Amyotrophic Lateral Sclerosis (ALS) Efficacy Studies

Amyotrophic Lateral Sclerosis (ALS) or Lou Gehrig's disease is a devastating and rapidly fatal disease with currently only one available, FDA-approved, modestly effective treatment. This disease is marked by progressive neurodegeneration of nerve cells in the brain and spinal cord that lead to loss of voluntary muscle movement.

ALS Efficacy Studies

Efficacy studies performed by JAX® In Vivo Services for ALS typically feature clinical observations, body weights, progressive neurological scoring, electrophysiological assessment of motor neuropathy, survival, tissue/blood collection and histological assessment of neuromuscular junctions and femoral nerves.

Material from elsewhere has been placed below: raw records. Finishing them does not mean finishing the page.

#[cfg(test)]
mod tests {
    use super::*;
    use crate::scheduler::WakeReason;
    use std::sync::{Arc, Mutex};
    use tokio_test::{assert_pending, assert_ready, task};

    struct Harness {
        ready: mpsc::Sender<String>,
        replies: mpsc::Receiver<String>,
        controller: ClockController<FreeRunning>,
    }

    fn harness(granularity: SimTime, end_time: SimTime) -> Harness {
        let clock = ClockHandle::new(granularity, end_time).unwrap();
        let (ready_tx, ready_rx) = mpsc::channel(64);
        let (reply_tx, reply_rx) = mpsc::channel(64);
        let controller = ClockController::new(
            clock,
            FreeRunning,
            StepperLink::new(ready_rx, reply_tx),
            ClockConfig::default(),
        );
        Harness {
            ready: ready_tx,
            replies: reply_rx,
            controller,
        }
    }

    #[derive(Default)]
    struct Recording {
        steps: Arc<Mutex<Vec<SimTime>>>,
        resets: Arc<Mutex<usize>>,
    }

    #[async_trait]
    impl PhysicsStepper for Recording {
        async fn continue_for(&mut self, step: SimTime) -> anyhow::Result<()> {
            self.steps.lock().unwrap().push(step);
            Ok(())
        }

        async fn reset(&mut self) -> anyhow::Result<()> {
            *self.resets.lock().unwrap() += 1;
            Ok(())
        }
    }

    struct Broken;

    #[async_trait]
    impl PhysicsStepper for Broken {
        async fn continue_for(&mut self, _step: SimTime) -> anyhow::Result<()> {
            anyhow::bail!("simulator disconnected")
        }
    }

    #[tokio::test]
    async fn steps_one_quantum_and_replies() {
        let mut h = harness(0.5, f64::INFINITY);
        h.ready.send("go".into()).await.unwrap();

        let outcome = h.controller.advance().await.unwrap();
        assert_eq!(
            outcome,
            Advance::Stepped {
                step: 0.5,
                now: 0.5,
                woken: 0
            }
        );
        assert_eq!(h.replies.recv().await.unwrap(), "0.5");
        assert_eq!(h.controller.clock().now(), 0.5);
    }

    #[tokio::test]
    async fn step_shrinks_to_the_earliest_waiter() {
        let mut h = harness(1.0, f64::INFINITY);
        let clock = h.controller.clock().clone();
        let mut waiter = task::spawn(clock.wait_until(0.25));
        assert_pending!(waiter.poll());

        h.ready.send(String::new()).await.unwrap();
        let outcome = h.controller.advance().await.unwrap();
        assert_eq!(
            outcome,
            Advance::Stepped {
                step: 0.25,
                now: 0.25,
                woken: 1
            }
        );
        assert_eq!(h.replies.recv().await.unwrap(), "0.25");
        assert_ready!(waiter.poll());
    }

    #[tokio::test(start_paused = true)]
    async fn ready_timeout_is_transient() {
        let mut h = harness(1.0, f64::INFINITY);

        assert_eq!(h.controller.advance().await.unwrap(), Advance::TimedOut);
        assert_eq!(h.controller.clock().now(), 0.0);
        assert!(h.replies.try_recv().is_err());

        h.ready.send(String::new()).await.unwrap();
        assert!(matches!(
            h.controller.advance().await.unwrap(),
            Advance::Stepped { .. }
        ));
    }

    #[tokio::test]
    async fn closed_stepper_is_fatal() {
        let mut h = harness(1.0, f64::INFINITY);
        drop(h.ready);
        assert!(matches!(
            h.controller.advance().await,
            Err(ClockError::StepperClosed)
        ));
    }

    #[tokio::test]
    async fn wake_order_follows_time_then_registration() {
        let mut h = harness(1.0, f64::INFINITY);
        let clock = h.controller.clock().clone();
        let order = Arc::new(Mutex::new(Vec::new()));

        let targets = [3.0, 1.0, 2.0, 1.0];
        let mut tasks = Vec::new();
        for (i, &t) in targets.iter().enumerate() {
            let waiter = clock.clone();
            let order = Arc::clone(&order);
            tasks.push(tokio::spawn(async move {
                waiter.wait_until(t).await;
                order.lock().unwrap().push(i);
            }));
            while clock.pending_waits() < i + 1 {
                tokio::task::yield_now().await;
            }
        }

        for _ in 0..3 {
            h.ready.send(String::new()).await.unwrap();
            h.controller.advance().await.unwrap();
            for _ in 0..8 {
                tokio::task::yield_now().await;
            }
        }

        for t in tasks {
            t.await.unwrap();
        }
        assert_eq!(*order.lock().unwrap(), vec![1, 3, 2, 0]);
    }

    #[tokio::test]
    async fn freeze_blocks_advance_with_single_holder() {
        let mut h = harness(1.0, f64::INFINITY);
        let clock = h.controller.clock().clone();
        h.ready.send(String::new()).await.unwrap();

        let guard = clock.frozen();
        let before = clock.now();
        {
            let mut adv = task::spawn(h.controller.advance());
            assert_pending!(adv.poll());
            assert_eq!(clock.now(), before);

            drop(guard);
            assert!(adv.is_woken());
            assert!(matches!(assert_ready!(adv.poll()), Ok(Advance::Stepped { .. })));
        }
        assert_eq!(clock.now(), before + 1.0);
    }

    #[tokio::test]
    async fn freeze_with_many_holders_released_in_any_order() {
        for release_first in [0usize, 1, 2] {
            let mut h = harness(1.0, f64::INFINITY);
            let clock = h.controller.clock().clone();
            h.ready.send(String::new()).await.unwrap();

            let mut guards: Vec<Option<_>> = (0..3).map(|_| Some(clock.frozen())).collect();
            let before = clock.now();

            let mut adv = task::spawn(h.controller.advance());
            assert_pending!(adv.poll());

            let mut order = vec![release_first];
            order.extend((0..3).filter(|&i| i != release_first).rev());
            for (n, idx) in order.into_iter().enumerate() {
                guards[idx].take();
                if n < 2 {
                    assert_pending!(adv.poll());
                    assert_eq!(clock.now(), before);
                }
            }

            assert!(matches!(assert_ready!(adv.poll()), Ok(Advance::Stepped { .. })));
        }
    }

    #[tokio::test]
    async fn freeze_scope_leaves_time_unchanged() {
        let h = harness(0.01, f64::INFINITY);
        let clock = h.controller.clock().clone();
        let before = clock.now();
        {
            let _a = clock.frozen();
            let _b = clock.frozen();
        }
        assert_eq!(clock.now(), before);
        assert!(!clock.is_frozen());
    }

    #[tokio::test]
    async fn end_time_forces_shutdown_of_all_waiters() {
        let mut h = harness(1.0, f64::INFINITY);
        let clock = h.controller.clock().clone();

        let mut waiters = Vec::new();
        for t in [5.0, 10.0, 15.0] {
            let clock = clock.clone();
            waiters.push(tokio::spawn(async move { clock.wait_until(t).await }));
        }
        while clock.pending_waits() < 3 {
            tokio::task::yield_now().await;
        }

        for _ in 0..3 {
            h.ready.send(String::new()).await.unwrap();
            h.controller.advance().await.unwrap();
        }
        assert_eq!(clock.now(), 3.0);
        assert_eq!(clock.pending_waits(), 3);

        clock.set_end_time(3.0);
        assert!(!clock.should_continue());
        assert_eq!(h.controller.advance().await.unwrap(), Advance::Stopped);

        for w in waiters {
            assert_eq!(w.await.unwrap(), WakeReason::Shutdown);
        }
        let replies: Vec<String> = std::iter::from_fn(|| h.replies.try_recv().ok()).collect();
        assert_eq!(replies, vec!["1", "1", "1", "bye 3"]);
    }

    #[tokio::test]
    async fn run_stops_at_end_time_and_says_bye() {
        let mut h = harness(0.5, 1.0);
        for _ in 0..4 {
            h.ready.send(String::new()).await.unwrap();
        }
        let clock = h.controller.clock().clone();

        h.controller.run().await.unwrap();
        assert_eq!(clock.now(), 1.0);
        assert!(!clock.is_running());

        let replies: Vec<String> = std::iter::from_fn(|| h.replies.try_recv().ok()).collect();
        assert_eq!(replies, vec!["0.5", "0.5", "bye 1"]);
    }

    #[tokio::test]
    async fn infinite_end_time_renders_as_inf() {
        let mut h = harness(0.5, f64::INFINITY);
        h.controller.clock().stop();
        assert_eq!(h.controller.advance().await.unwrap(), Advance::Stopped);
        assert_eq!(h.replies.recv().await.unwrap(), "bye inf");

        // A second shutdown does not repeat the notice.
        assert_eq!(h.controller.advance().await.unwrap(), Advance::Stopped);
        assert!(h.replies.try_recv().is_err());
    }

    #[tokio::test]
    async fn physics_failure_still_releases_waiters() {
        let clock = ClockHandle::new(1.0, f64::INFINITY).unwrap();
        let (ready_tx, ready_rx) = mpsc::channel(4);
        let (reply_tx, mut reply_rx) = mpsc::channel(4);
        let controller = ClockController::new(
            clock.clone(),
            Broken,
            StepperLink::new(ready_rx, reply_tx),
            ClockConfig::default(),
        );

        let waiter = {
            let clock = clock.clone();
            tokio::spawn(async move { clock.wait_until(10.0).await })
        };
        while clock.pending_waits() < 1 {
            tokio::task::yield_now().await;
        }

        ready_tx.send(String::new()).await.unwrap();
        assert!(matches!(controller.run().await, Err(ClockError::Physics(_))));
        assert_eq!(waiter.await.unwrap(), WakeReason::Shutdown);
        assert_eq!(reply_rx.recv().await.unwrap(), "bye inf");
    }

    #[tokio::test]
    async fn sync_start_resets_physics_and_time() {
        let clock = ClockHandle::new(1.0, f64::INFINITY).unwrap();
        let (ready_tx, ready_rx) = mpsc::channel(4);
        let (reply_tx, _reply_rx) = mpsc::channel(4);
        let physics = Recording::default();
        let steps = Arc::clone(&physics.steps);
        let resets = Arc::clone(&physics.resets);
        let mut controller = ClockController::new(
            clock.clone(),
            physics,
            StepperLink::new(ready_rx, reply_tx),
            ClockConfig::default(),
        );

        ready_tx.send("start".into()).await.unwrap();
        controller.sync_start().await.unwrap();
        assert_eq!(*resets.lock().unwrap(), 1);
        assert_eq!(clock.now(), 0.0);

        ready_tx.send(String::new()).await.unwrap();
        controller.advance().await.unwrap();
        assert_eq!(*steps.lock().unwrap(), vec![1.0]);
    }
}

B6SJL-Tg(SOD1G93A)1Gur/J (002726), also called G93A-SOD1, express a human transgene that carries the G93A mutant form of human SOD1 on a mixed C57BL/6J and SJL/J genetic background.
B6.Cg-Tg(SOD1G93A)1Gur/J (004435) mice carry the same transgene as 002726 but on a C57BL/6J congenic background. They develop similar phenotypes as the mixed background strain, but have a slightly longer life span.
B6.Cg-Tg(Prnp-TARDBPQ331K)103Dwc/J (017933) mice, also called Prp-TDP-43Q331K line 103, express a mutant human TAR DNA binding protein associated with familial ALS. The Prp-TDP-43Q331K [~1.5x] mice have moderate overexpression levels in total TDP-43 mRNA/protein, with an ~2.5-fold increase in total TDP-43 expression (huTDP-43Q331K levels ~1.5-fold greater) compared to endogenous TDP-43 in non-transgenic mice. By three months of age, Prp-TDP-43Q331K [~1.5x] mice develop adult-onset motor dysfunction (as measured by rotarod performance) accompanied by a loss of hindlimb-grip strength and the appearance of muscle fasciculations.